The Herr von Döring, a nobleman who resides at Ratzeburg, gave me letters to his brother-in-law at Hanover, and by the manner in which he received me I found that they were not ordinary letters of recommendation. He pressed me exceedingly to stay a week in Hanover, but I refused, and left it on Monday noon. In the mean time, however, he had introduced me to all the great people and presented me “as an English gentleman of first-rate character and talents” to Baron Steinburg, the Minister of State, and to Von Brandes, the Secretary of State and Governor of Göttingen University. The first was amazingly perpendicular, but civil and polite, and gave me letters to Heyne, the head Librarian, and, in truth, the real Governor of Göttingen. Brandes likewise gave me letters to Heyne and Blumenbach, who are his brothers-in-law. Baron Steinburg offered to present me to the Prince (Adolphus), who is now in Hanover; but I deferred the honour till my return. I shall make Poole laugh when I return with the visiting-card which the Baron left at my inn.

The two things worth seeing in Hanover are (1) the conduit representing Mount Parnassus, with statues of Apollo, the Muses, and a great many others; flying horses, rhinoceroses, and elephants, etc.; and (2) a bust of Leibnitz—the first for its excessive absurdity, ugliness, and indecency—(absolutely I could write the most humorous octavo volume containing the description of it with a commentary)—the second—i. e. the bust of Leibnitz—impressed on my soul a sensation which has ennobled it. It is the face of a god! and Leibnitz was almost more than a man in the wonderful capaciousness of his judgment and imagination! Well, we left Hanover on Monday noon, after having paid a most extravagant bill. We lived with Spartan frugality, and paid with Persian pomp! But I was an Englishman, and visited by half a dozen noblemen and the Minister of State. The landlord could not dream of affronting me by anything like a reasonable charge! On the road we stopped with the postillion always, and our expenses were nothing. Chester and I made a very hearty dinner of cold beef, etc., and both together paid only fourpence, and for coffee and biscuits only threepence each. In short, a man may travel cheap in Germany, but he must avoid great towns and not be visited by Ministers of State.

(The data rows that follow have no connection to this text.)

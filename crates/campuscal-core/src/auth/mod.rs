//! Authentication against the portal.
//!
//! This module provides:
//! - `Credentials`: the username/password pair, redacted in debug output
//! - `Session`: the session identifier plus the cookie store it lives in
//! - `SessionAuthenticator`: the login state machine that produces a `Session`
//!
//! Sessions are never persisted and never explicitly closed. A new pass simply
//! logs in again.

pub mod authenticator;
pub mod credentials;
pub mod session;

pub use authenticator::SessionAuthenticator;
pub use credentials::Credentials;
pub use session::Session;
//! The portal's HTTP workflow.
//!
//! - `client`: shared configuration and request plumbing
//! - `scan`: token scanners for the portal's HTML pages
//! - `exporter`: the per-month export and download
//! - `error`: login and export failures

pub mod client;
pub mod error;
pub mod exporter;
pub mod scan;

pub use client::{PortalConfig, DEFAULT_BASE_URL, DEFAULT_REQUEST_TIMEOUT_SECS};
pub use error::{AuthError, FetchError};
pub use exporter::MonthExporter;
//! 알림 타입 및 trait 정의.

use async_trait::async_trait;

/// 알림 작업용 Result 타입.
pub type NotificationResult<T> = Result<T, NotificationError>;

/// 알림 에러.
///
/// 전송 실패는 비치명적 사이드 채널로 분류됩니다. 호출자는 로깅 후
/// 무시해야 하며, 이 에러가 요청 처리를 실패시켜서는 안 됩니다.
#[derive(Debug, thiserror::Error)]
pub enum NotificationError {
    #[error("알림 전송 실패: {0}")]
    SendFailed(String),

    #[error("잘못된 설정: {0}")]
    InvalidConfig(String),

    #[error("요청 한도 초과: {0}초 후 재시도 가능")]
    RateLimited(u64),

    #[error("네트워크 에러: {0}")]
    NetworkError(#[from] reqwest::Error),
}

/// 알림 전송기 trait.
///
/// 메시지 포매팅은 `format` 모듈의 순수 함수가 담당하므로
/// 전송기는 완성된 텍스트만 받습니다.
#[async_trait]
pub trait NotificationSender: Send + Sync {
    /// 포매팅된 텍스트를 전송합니다.
    async fn send(&self, text: &str) -> NotificationResult<()>;

    /// 전송기가 활성화되어 있는지 확인합니다.
    fn is_enabled(&self) -> bool;

    /// 전송기 이름을 반환합니다.
    fn name(&self) -> &str;
}
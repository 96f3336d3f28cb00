//! 인바운드 웹훅 이벤트 타입.
//!
//! MT5 터미널이 전송하는 웹훅 본문을 정의합니다:
//! - `TradeEvent` - `type` 필드로 태깅된 트레이드 이벤트
//! - `CommandMessage` - 본문에 포함될 수 있는 봇 명령어 메시지
//! - `WebhookPayload` - 이벤트와 명령어를 함께 담는 파싱 결과
//!
//! 이벤트와 명령어는 같은 본문에 동시에 존재할 수 있으며,
//! 둘 다 없는 본문도 유효합니다 (no-op).

use rust_decimal::Decimal;
use serde::Deserialize;

/// 포지션 고유 식별자 (MT5 티켓 번호).
pub type Ticket = i64;

/// MT5 터미널에서 수신하는 트레이드 이벤트.
///
/// `type` 필드로 구분되는 닫힌 태그드 유니온입니다.
/// 알 수 없는 태그는 `Unknown`으로 파싱되어 명시적 no-op으로 처리됩니다.
#[derive(Debug, Clone, PartialEq, Deserialize)]
#[serde(tag = "type")]
pub enum TradeEvent {
    /// 포지션 진입
    #[serde(rename = "POSITION_OPENED", rename_all = "camelCase")]
    PositionOpened {
        ticket: Ticket,
        symbol: String,
        lots: Decimal,
        profit: Decimal,
        #[serde(default)]
        order_type: Option<String>,
        account_name: String,
    },
    /// 포지션 청산
    ///
    /// 터미널은 티켓과 계좌명만 보내지만, 나머지 필드가 포함되면
    /// 알림 메시지에 사용됩니다.
    #[serde(rename = "POSITION_CLOSED", rename_all = "camelCase")]
    PositionClosed {
        ticket: Ticket,
        account_name: String,
        #[serde(default)]
        symbol: Option<String>,
        #[serde(default)]
        lots: Option<Decimal>,
        #[serde(default)]
        profit: Option<Decimal>,
        #[serde(default)]
        order_type: Option<String>,
    },
    /// 전체 포지션 갱신 (전량 교체)
    #[serde(rename = "POSITIONS_UPDATE", rename_all = "camelCase")]
    PositionsUpdate {
        positions: Vec<PositionReport>,
        account_name: String,
    },
    /// 알 수 없는 이벤트 태그 - 상태 변경 없이 무시됩니다.
    #[serde(other)]
    Unknown,
}

impl TradeEvent {
    /// 알림을 발송해야 하는 이벤트인지 확인합니다.
    ///
    /// 진입/청산 이벤트만 알림 대상이며, 전체 갱신은 조용히 반영됩니다.
    pub fn is_notifiable(&self) -> bool {
        matches!(
            self,
            TradeEvent::PositionOpened { .. } | TradeEvent::PositionClosed { .. }
        )
    }
}

/// `POSITIONS_UPDATE` 이벤트의 개별 포지션 항목.
#[derive(Debug, Clone, PartialEq, Deserialize)]
#[serde(rename_all = "camelCase")]
pub struct PositionReport {
    pub ticket: Ticket,
    pub symbol: String,
    pub lots: Decimal,
    pub profit: Decimal,
    #[serde(default)]
    pub order_type: Option<String>,
}

/// 웹훅 본문에 포함된 명령어 메시지.
#[derive(Debug, Clone, PartialEq, Deserialize)]
pub struct CommandMessage {
    /// 명령어 텍스트 (없으면 명령어 아님)
    #[serde(default)]
    pub text: Option<String>,
}

/// 봇 명령어 타입.
#[derive(Debug, Clone, PartialEq, Eq)]
pub enum BotCommand {
    /// 계좌 상태 리포트
    Status,
    /// 알 수 없는 명령어 - 응답 없이 무시됩니다.
    Unknown(String),
}

impl BotCommand {
    /// 텍스트에서 명령어 파싱.
    ///
    /// `/status` 리터럴과의 완전 일치만 인식합니다.
    pub fn parse(text: &str) -> Self {
        match text {
            "/status" => BotCommand::Status,
            other => BotCommand::Unknown(other.to_string()),
        }
    }
}

/// 파싱된 웹훅 본문.
///
/// 트레이드 이벤트와 명령어 메시지는 독립적으로 처리됩니다.
#[derive(Debug, Clone, PartialEq)]
pub struct WebhookPayload {
    /// 트레이드 이벤트 (`type` 필드가 없으면 None)
    pub event: Option<TradeEvent>,
    /// 명령어 메시지
    pub message: Option<CommandMessage>,
}

impl WebhookPayload {
    /// 원시 JSON 본문을 파싱합니다.
    ///
    /// # Errors
    /// 본문이 JSON이 아니거나, `type` 태그가 선언한 형태와 맞지 않거나,
    /// `message` 필드가 객체가 아니면 에러를 반환합니다.
    pub fn from_slice(body: &[u8]) -> Result<Self, serde_json::Error> {
        let value: serde_json::Value = serde_json::from_slice(body)?;
        Self::from_value(value)
    }

    /// JSON 값을 파싱합니다.
    ///
    /// `type` 필드가 있을 때만 이벤트로 해석합니다. 없는 본문은
    /// 명령어 전용 요청일 수 있으므로 에러가 아닙니다.
    pub fn from_value(value: serde_json::Value) -> Result<Self, serde_json::Error> {
        let message = value
            .get("message")
            .cloned()
            .map(serde_json::from_value)
            .transpose()?;

        let event = if value.get("type").is_some() {
            Some(serde_json::from_value(value)?)
        } else {
            None
        };

        Ok(Self { event, message })
    }

    /// 본문에 포함된 명령어를 반환합니다.
    pub fn command(&self) -> Option<BotCommand> {
        let text = self.message.as_ref()?.text.as_deref()?;
        Some(BotCommand::parse(text))
    }
}
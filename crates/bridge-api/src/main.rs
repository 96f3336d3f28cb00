//! MT5 웹훅 브릿지 서버.
//!
//! Axum 기반 HTTP 서버를 시작합니다.
//! MT5 터미널의 트레이드 이벤트를 수신하여 텔레그램으로 중계하고,
//! 헬스 체크 엔드포인트를 제공합니다.

use std::net::SocketAddr;
use std::sync::Arc;
use std::time::Duration;

use axum::http::StatusCode;
use tower_http::timeout::TimeoutLayer;
use tower_http::trace::TraceLayer;
use tracing::{error, info, warn};

use bridge_api::routes::create_api_router;
use bridge_api::state::AppState;
use bridge_core::logging::{init_logging, LogConfig};
use bridge_core::{AppConfig, TelegramSettings};
use bridge_notification::{NotificationSender, TelegramConfig, TelegramSender};

/// 텔레그램 전송 설정 결정.
///
/// 설정 파일의 자격 증명이 비어 있으면 `TELEGRAM_BOT_TOKEN` /
/// `TELEGRAM_CHAT_ID` 환경 변수로 대체합니다.
fn telegram_config(settings: &TelegramSettings) -> Option<TelegramConfig> {
    if !settings.bot_token.is_empty() && !settings.chat_id.is_empty() {
        let mut config =
            TelegramConfig::new(settings.bot_token.clone(), settings.chat_id.trim().to_string());
        config.enabled = settings.enabled;
        return Some(config);
    }

    TelegramConfig::from_env()
}

#[tokio::main]
async fn main() -> Result<(), Box<dyn std::error::Error>> {
    // .env 파일 로드 (있는 경우)
    let _ = dotenvy::dotenv();

    // 설정 로드 (파일은 선택, BRIDGE__ 환경 변수가 우선)
    let config = AppConfig::load_default()?;

    // tracing 초기화
    let log_format = config.logging.format.parse().unwrap_or_default();
    init_logging(LogConfig::new(config.logging.level.as_str()).with_format(log_format))?;

    info!("Starting MT5 webhook bridge...");

    // 알림 전송기 구성 - 자격 증명이 없으면 알림 없이 기동
    let notifier = match telegram_config(&config.telegram) {
        Some(telegram) => {
            info!(chat_id = %telegram.chat_id, "Telegram notifier configured");
            TelegramSender::new(telegram)
        }
        None => {
            warn!(
                "TELEGRAM_BOT_TOKEN / TELEGRAM_CHAT_ID not set, notifications will be disabled"
            );
            TelegramSender::disabled()
        }
    };

    let state = Arc::new(AppState::new(Arc::new(notifier)));
    info!(
        version = %state.version,
        notifier_enabled = state.notifier.is_enabled(),
        "Application state initialized"
    );

    // 라우터 생성
    let app = create_api_router()
        .with_state(state)
        .layer(TraceLayer::new_for_http())
        // 전역 타임아웃 (30초) - 408 상태 코드 반환
        .layer(TimeoutLayer::with_status_code(
            StatusCode::REQUEST_TIMEOUT,
            Duration::from_secs(30),
        ));

    let addr: SocketAddr = format!("{}:{}", config.server.host, config.server.port)
        .parse()
        .map_err(|e| {
            error!(
                host = %config.server.host,
                port = config.server.port,
                error = %e,
                "소켓 주소 설정이 유효하지 않습니다. BRIDGE__SERVER__HOST, BRIDGE__SERVER__PORT를 확인하세요."
            );
            e
        })?;

    // 서버 시작
    info!(%addr, "Webhook server listening");
    let listener = tokio::net::TcpListener::bind(addr).await?;

    axum::serve(listener, app)
        .with_graceful_shutdown(shutdown_signal())
        .await?;

    info!("Server stopped gracefully");

    Ok(())
}

/// Graceful shutdown 시그널 대기.
///
/// Ctrl+C 또는 SIGTERM 시그널을 수신하면 반환합니다.
async fn shutdown_signal() {
    let ctrl_c = async {
        tokio::signal::ctrl_c()
            .await
            .expect("Failed to install Ctrl+C handler");
    };

    #[cfg(unix)]
    let terminate = async {
        tokio::signal::unix::signal(tokio::signal::unix::SignalKind::terminate())
            .expect("Failed to install signal handler")
            .recv()
            .await;
    };

    #[cfg(not(unix))]
    let terminate = std::future::pending::<()>();

    tokio::select! {
        _ = ctrl_c => {
            warn!("Received Ctrl+C, initiating graceful shutdown...");
        }
        _ = terminate => {
            warn!("Received SIGTERM, initiating graceful shutdown...");
        }
    }
}
//! MT5 웹훅 route.
//!
//! 트레이드 이벤트를 수신하여 계좌 상태에 반영하고,
//! 진입/청산 이벤트와 `/status` 명령어에 대해 텔레그램 알림을 중계합니다.
//!
//! 파싱 실패를 제외한 모든 요청은 성공으로 응답합니다. 알림 전송
//! 실패는 비치명적 사이드 채널로 분류되어 로깅 후 무시됩니다.

use axum::{
    body::Bytes, extract::State, http::StatusCode, response::IntoResponse, routing::post, Json,
    Router,
};
use serde::{Deserialize, Serialize};
use std::sync::Arc;
use tracing::{debug, info, warn};

use bridge_core::{BotCommand, WebhookPayload};
use bridge_notification::format::{status_message, trade_message};

use crate::state::AppState;

/// 웹훅 응답.
#[derive(Debug, Serialize, Deserialize)]
pub struct WebhookResponse {
    /// "success" 또는 "error"
    pub status: String,
    /// 에러 메시지 (실패 시에만)
    #[serde(skip_serializing_if = "Option::is_none")]
    pub message: Option<String>,
}

impl WebhookResponse {
    /// 성공 응답.
    fn success() -> Self {
        Self {
            status: "success".to_string(),
            message: None,
        }
    }

    /// 에러 응답.
    fn error(message: impl Into<String>) -> Self {
        Self {
            status: "error".to_string(),
            message: Some(message.into()),
        }
    }
}

/// MT5 웹훅 처리.
///
/// `POST /api/v1/webhook`
///
/// 처리 순서:
/// 1. 본문 파싱 (실패 시 400, 상태 변경 없음)
/// 2. 이벤트를 계좌 상태에 반영
/// 3. 진입/청산 이벤트면 트레이드 알림 전송
/// 4. 본문에 `/status` 명령어가 있으면 상태 리포트 전송 (3과 독립)
/// 5. 항상 `{"status":"success"}` 응답
pub async fn handle_webhook(
    State(state): State<Arc<AppState>>,
    body: Bytes,
) -> impl IntoResponse {
    let payload = match WebhookPayload::from_slice(&body) {
        Ok(payload) => payload,
        Err(e) => {
            warn!(error = %e, "Malformed webhook body");
            return (
                StatusCode::BAD_REQUEST,
                Json(WebhookResponse::error(e.to_string())),
            );
        }
    };

    if let Some(event) = &payload.event {
        state.account.write().await.apply(event);

        if let Some(text) = trade_message(event) {
            info!("Relaying trade notification");
            if let Err(e) = state.notifier.send(&text).await {
                warn!(error = %e, "Failed to send trade notification");
            }
        }
    }

    match payload.command() {
        Some(BotCommand::Status) => {
            let snapshot = state.account.read().await.snapshot();
            let text = status_message(&snapshot);
            info!(
                positions = snapshot.positions.len(),
                "Relaying status report"
            );
            if let Err(e) = state.notifier.send(&text).await {
                warn!(error = %e, "Failed to send status report");
            }
        }
        Some(BotCommand::Unknown(text)) => {
            debug!(text = %text, "Ignoring unknown command");
        }
        None => {}
    }

    (StatusCode::OK, Json(WebhookResponse::success()))
}

/// 웹훅 라우터 생성.
pub fn webhook_router() -> Router<Arc<AppState>> {
    Router::new().route("/", post(handle_webhook))
}

#[cfg(test)]
mod tests {
    use super::*;
    use crate::state::{create_test_state, RecordingSender};
    use axum::{
        body::Body,
        http::{Request, StatusCode},
    };
    use tower::ServiceExt;

    fn test_app() -> (Router, Arc<RecordingSender>) {
        let (state, sender) = create_test_state();
        let app = Router::new()
            .nest("/api/v1/webhook", webhook_router())
            .with_state(Arc::new(state));
        (app, sender)
    }

    async fn post_webhook(app: &Router, body: &str) -> (StatusCode, WebhookResponse) {
        let response = app
            .clone()
            .oneshot(
                Request::builder()
                    .method("POST")
                    .uri("/api/v1/webhook")
                    .header("content-type", "application/json")
                    .body(Body::from(body.to_string()))
                    .unwrap(),
            )
            .await
            .unwrap();

        let status = response.status();
        let bytes = axum::body::to_bytes(response.into_body(), usize::MAX)
            .await
            .unwrap();
        (status, serde_json::from_slice(&bytes).unwrap())
    }

    #[tokio::test]
    async fn test_opened_event_then_status_command() {
        let (app, sender) = test_app();

        let (status, response) = post_webhook(
            &app,
            r#"{"type":"POSITION_OPENED","ticket":101,"symbol":"EURUSD","lots":0.1,
               "profit":12.5,"orderType":"BUY","accountName":"Acc1"}"#,
        )
        .await;
        assert_eq!(status, StatusCode::OK);
        assert_eq!(response.status, "success");

        let (status, _) = post_webhook(&app, r#"{"message":{"text":"/status"}}"#).await;
        assert_eq!(status, StatusCode::OK);

        let sent = sender.sent();
        assert_eq!(sent.len(), 2);
        assert!(sent[0].contains("<b>Открыто</b>"));
        assert!(sent[0].contains("Прибыль: +12.5$"));
        assert!(sent[1].contains("<b>Отчет о статусе</b>"));
        assert!(sent[1].contains("EURUSD"));
        assert!(sent[1].contains("+12.5$"));
    }

    #[tokio::test]
    async fn test_malformed_body_returns_error_and_keeps_state() {
        let (app, sender) = test_app();

        post_webhook(
            &app,
            r#"{"type":"POSITION_OPENED","ticket":1,"symbol":"EURUSD","lots":1,
               "profit":0,"accountName":"Acc1"}"#,
        )
        .await;

        let (status, response) = post_webhook(&app, "not json").await;
        assert_eq!(status, StatusCode::BAD_REQUEST);
        assert_eq!(response.status, "error");
        assert!(response.message.is_some());

        // 파싱 실패는 상태를 건드리지 않음 - 기존 포지션이 그대로 보임
        let (_, _) = post_webhook(&app, r#"{"message":{"text":"/status"}}"#).await;
        let sent = sender.sent();
        assert!(sent.last().unwrap().contains("EURUSD"));
    }

    #[tokio::test]
    async fn test_unknown_event_tag_is_accepted_silently() {
        let (app, sender) = test_app();

        let (status, response) =
            post_webhook(&app, r#"{"type":"HEARTBEAT","accountName":"Acc1"}"#).await;

        assert_eq!(status, StatusCode::OK);
        assert_eq!(response.status, "success");
        assert!(sender.sent().is_empty());
    }

    #[tokio::test]
    async fn test_positions_update_does_not_notify() {
        let (app, sender) = test_app();

        let (status, _) = post_webhook(
            &app,
            r#"{"type":"POSITIONS_UPDATE","positions":[
                {"ticket":200,"symbol":"XAUUSD","lots":1,"profit":-7,"orderType":"SELL"}],
               "accountName":"Acc2"}"#,
        )
        .await;
        assert_eq!(status, StatusCode::OK);
        assert!(sender.sent().is_empty());

        // 갱신 결과는 상태 리포트로 확인
        post_webhook(&app, r#"{"message":{"text":"/status"}}"#).await;
        let sent = sender.sent();
        assert_eq!(sent.len(), 1);
        assert!(sent[0].contains("XAUUSD"));
        assert!(sent[0].contains("Тип сделки: SELL"));
        assert!(sent[0].contains("-7$"));
    }

    #[tokio::test]
    async fn test_event_and_command_in_same_body() {
        let (app, sender) = test_app();

        let (status, _) = post_webhook(
            &app,
            r#"{"type":"POSITION_CLOSED","ticket":5,"accountName":"Acc1",
               "message":{"text":"/status"}}"#,
        )
        .await;

        assert_eq!(status, StatusCode::OK);
        let sent = sender.sent();
        assert_eq!(sent.len(), 2);
        assert!(sent[0].contains("<b>Закрыто</b>"));
        assert!(sent[1].contains("Нет активных позиций."));
    }

    #[tokio::test]
    async fn test_send_failure_is_swallowed() {
        let sender = Arc::new(RecordingSender::failing());
        let state = AppState::new(sender.clone());
        let app = Router::new()
            .nest("/api/v1/webhook", webhook_router())
            .with_state(Arc::new(state));

        let (status, response) = post_webhook(
            &app,
            r#"{"type":"POSITION_OPENED","ticket":1,"symbol":"EURUSD","lots":1,
               "profit":5,"orderType":"BUY","accountName":"Acc1"}"#,
        )
        .await;

        // 알림 실패는 요청을 실패시키지 않음
        assert_eq!(status, StatusCode::OK);
        assert_eq!(response.status, "success");
    }

    #[tokio::test]
    async fn test_unknown_command_gets_no_reply() {
        let (app, sender) = test_app();

        let (status, _) = post_webhook(&app, r#"{"message":{"text":"/help"}}"#).await;

        assert_eq!(status, StatusCode::OK);
        assert!(sender.sent().is_empty());
    }
}
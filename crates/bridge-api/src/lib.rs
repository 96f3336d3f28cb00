//! MT5 웹훅 HTTP 서버.
//!
//! 이 크레이트는 다음을 제공합니다:
//! - MT5 트레이드 이벤트를 수신하는 Axum 기반 웹훅 엔드포인트
//! - 계좌 상태 스냅샷 관리 및 텔레그램 알림 중계
//! - 헬스 체크 엔드포인트
//!
//! # 모듈 구성
//!
//! - [`state`]: 애플리케이션 공유 상태 (AppState)
//! - [`routes`]: 웹훅 및 헬스 체크 엔드포인트

pub mod routes;
pub mod state;

pub use routes::*;
pub use state::AppState;
//! tracing을 사용한 로깅 인프라.
//!
//! 이 모듈은 다양한 출력 형식을 지원하는 구조화된 로깅을 제공합니다:
//! - **pretty**: 개발용 사람이 읽기 쉬운 형식
//! - **json**: 운영환경/로그 집계용 JSON 형식
//! - **compact**: 로그 크기를 줄이기 위한 간결한 형식

use tracing_subscriber::{
    fmt, layer::SubscriberExt, util::SubscriberInitExt, EnvFilter, Layer, Registry,
};

/// 로그 출력 형식.
#[derive(Debug, Clone, Copy, PartialEq, Eq, Default)]
pub enum LogFormat {
    /// 색상이 포함된 사람이 읽기 쉬운 형식 (개발용)
    #[default]
    Pretty,
    /// 로그 집계용 JSON 형식 (운영용)
    Json,
    /// 간결한 한 줄 형식
    Compact,
}

impl std::str::FromStr for LogFormat {
    type Err = String;

    fn from_str(s: &str) -> Result<Self, Self::Err> {
        match s.to_lowercase().as_str() {
            "pretty" => Ok(Self::Pretty),
            "json" => Ok(Self::Json),
            "compact" => Ok(Self::Compact),
            _ => Err(format!("Unknown log format: {}", s)),
        }
    }
}

/// 로깅 설정.
#[derive(Debug, Clone)]
pub struct LogConfig {
    /// 로그 레벨 필터 (예: "info", "bridge_api=debug")
    pub level: String,
    /// 출력 형식
    pub format: LogFormat,
    /// 파일명과 줄 번호 포함 여부
    pub with_file: bool,
    /// 대상(모듈 경로) 포함 여부
    pub with_target: bool,
}

impl Default for LogConfig {
    fn default() -> Self {
        Self {
            level: "info".to_string(),
            format: LogFormat::Pretty,
            with_file: true,
            with_target: true,
        }
    }
}

impl LogConfig {
    /// 새 로그 설정을 생성합니다.
    pub fn new(level: impl Into<String>) -> Self {
        Self {
            level: level.into(),
            ..Default::default()
        }
    }

    /// 로그 형식을 설정합니다.
    pub fn with_format(mut self, format: LogFormat) -> Self {
        self.format = format;
        self
    }

    /// 환경 변수에서 설정을 생성합니다.
    ///
    /// 레벨에는 `RUST_LOG`를, 형식에는 `LOG_FORMAT`을 사용합니다.
    pub fn from_env() -> Self {
        let level = std::env::var("RUST_LOG").unwrap_or_else(|_| "info".to_string());
        let format = std::env::var("LOG_FORMAT")
            .ok()
            .and_then(|s| s.parse().ok())
            .unwrap_or_default();

        Self {
            level,
            format,
            ..Default::default()
        }
    }
}

/// 주어진 설정으로 로깅 시스템을 초기화합니다.
///
/// # 예제
///
/// ```no_run
/// use bridge_core::logging::{init_logging, LogConfig, LogFormat};
///
/// let config = LogConfig::new("debug").with_format(LogFormat::Json);
/// init_logging(config).unwrap();
/// ```
pub fn init_logging(config: LogConfig) -> Result<(), Box<dyn std::error::Error>> {
    let env_filter =
        EnvFilter::try_from_default_env().or_else(|_| EnvFilter::try_new(&config.level))?;

    let fmt_layer: Box<dyn Layer<Registry> + Send + Sync> = match config.format {
        LogFormat::Pretty => fmt::layer()
            .pretty()
            .with_file(config.with_file)
            .with_line_number(config.with_file)
            .with_target(config.with_target)
            .boxed(),
        LogFormat::Json => fmt::layer()
            .json()
            .with_file(config.with_file)
            .with_line_number(config.with_file)
            .with_target(config.with_target)
            .boxed(),
        LogFormat::Compact => fmt::layer()
            .compact()
            .with_file(config.with_file)
            .with_line_number(config.with_file)
            .with_target(config.with_target)
            .boxed(),
    };

    tracing_subscriber::registry()
        .with(fmt_layer)
        .with(env_filter)
        .try_init()?;

    tracing::info!(
        format = ?config.format,
        level = %config.level,
        "Logging initialized"
    );

    Ok(())
}

/// 환경 변수에서 로깅을 초기화합니다.
pub fn init_logging_from_env() -> Result<(), Box<dyn std::error::Error>> {
    init_logging(LogConfig::from_env())
}
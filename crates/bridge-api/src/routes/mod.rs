//! API 라우트.
//!
//! 모든 엔드포인트를 정의하고 라우터를 구성합니다.
//!
//! # 라우트 구조
//!
//! - `/health` - 헬스 체크 (liveness)
//! - `/health/ready` - 상세 헬스 체크 (readiness)
//! - `/api/v1/webhook` - MT5 트레이드 이벤트 웹훅

pub mod health;
pub mod webhook;

pub use health::{health_router, ComponentHealth, ComponentStatus, HealthResponse};
pub use webhook::{webhook_router, WebhookResponse};

use axum::Router;
use std::sync::Arc;

use crate::state::AppState;

/// 전체 API 라우터 생성.
///
/// 모든 서브 라우터를 조합하여 하나의 라우터로 반환합니다.
pub fn create_api_router() -> Router<Arc<AppState>> {
    Router::new()
        .nest("/health", health_router())
        .nest("/api/v1/webhook", webhook_router())
}
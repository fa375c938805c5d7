use clap::{Args, Parser, Subcommand};

use omnivore_export::fetch::ENDPOINT;

#[derive(Parser, Debug)]
#[command(name = "omnivore-export")]
#[command(about = "Export saved pages from Omnivore to JSON and CSV")]
#[command(version)]
pub struct Cli {
    #[command(subcommand)]
    pub command: Command,
}

#[derive(Subcommand, Debug)]
pub enum Command {
    /// Fetch all saved pages from the API into nodes-id-url.json
    Fetch(FetchArgs),

    /// Convert nodes-id-url.json into nodes-id-url.csv
    Convert,
}

#[derive(Args, Debug)]
pub struct FetchArgs {
    /// API key for Omnivore
    #[arg(long, env = "OMNIVORE_API_KEY")]
    pub apikey: String,

    /// Search query selecting the pages to export
    #[arg(long, default_value = "in:all")]
    pub query: String,

    /// GraphQL endpoint to query
    #[arg(long, default_value = ENDPOINT, hide = true)]
    pub endpoint: String,
}
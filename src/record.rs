use serde::{Deserialize, Serialize};

/// One saved page as returned by the search API.
#[derive(Debug, Clone, PartialEq, Eq, Serialize, Deserialize)]
pub struct PageRecord {
    pub id: String,
    pub url: String,
}
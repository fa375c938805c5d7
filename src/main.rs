use clap::Parser;

use omnivore_export::convert;
use omnivore_export::fetch::{self, FetchOptions};

mod args;
use args::{Cli, Command};

fn main() -> anyhow::Result<()> {
    pretty_env_logger::init();

    let cli = Cli::parse();

    match cli.command {
        Command::Fetch(fetch_args) => fetch::run(&FetchOptions {
            api_key: fetch_args.apikey,
            query: fetch_args.query,
            endpoint: fetch_args.endpoint,
        }),
        Command::Convert => convert::run(),
    }
}
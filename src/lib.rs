pub mod convert;
pub mod fetch;
pub mod record;

pub use record::PageRecord;

/// Intermediate file produced by `fetch` and consumed by `convert`.
pub const RECORDS_FILE: &str = "nodes-id-url.json";

/// Final CSV file produced by `convert`.
pub const CSV_FILE: &str = "nodes-id-url.csv";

In a village some four miles from Einbeck we stopped about 4 o’clock in the morning. It was pitch dark, and the postillion led us into a room where there was not a ray of light—we could not see our hand—but it felt extremely warm. At length and suddenly the lamp came, and we saw ourselves in a room thirteen strides in length, strew’d with straw, and lying by the side of each other on the straw twelve Jews. I assure you it was curious. Their dogs lay at their feet. There was one very beautiful boy among them, fast asleep, with the softest conceivable opening of the mouth, with the white beard of his grandfather upon his cheek—a fair, rosy cheek.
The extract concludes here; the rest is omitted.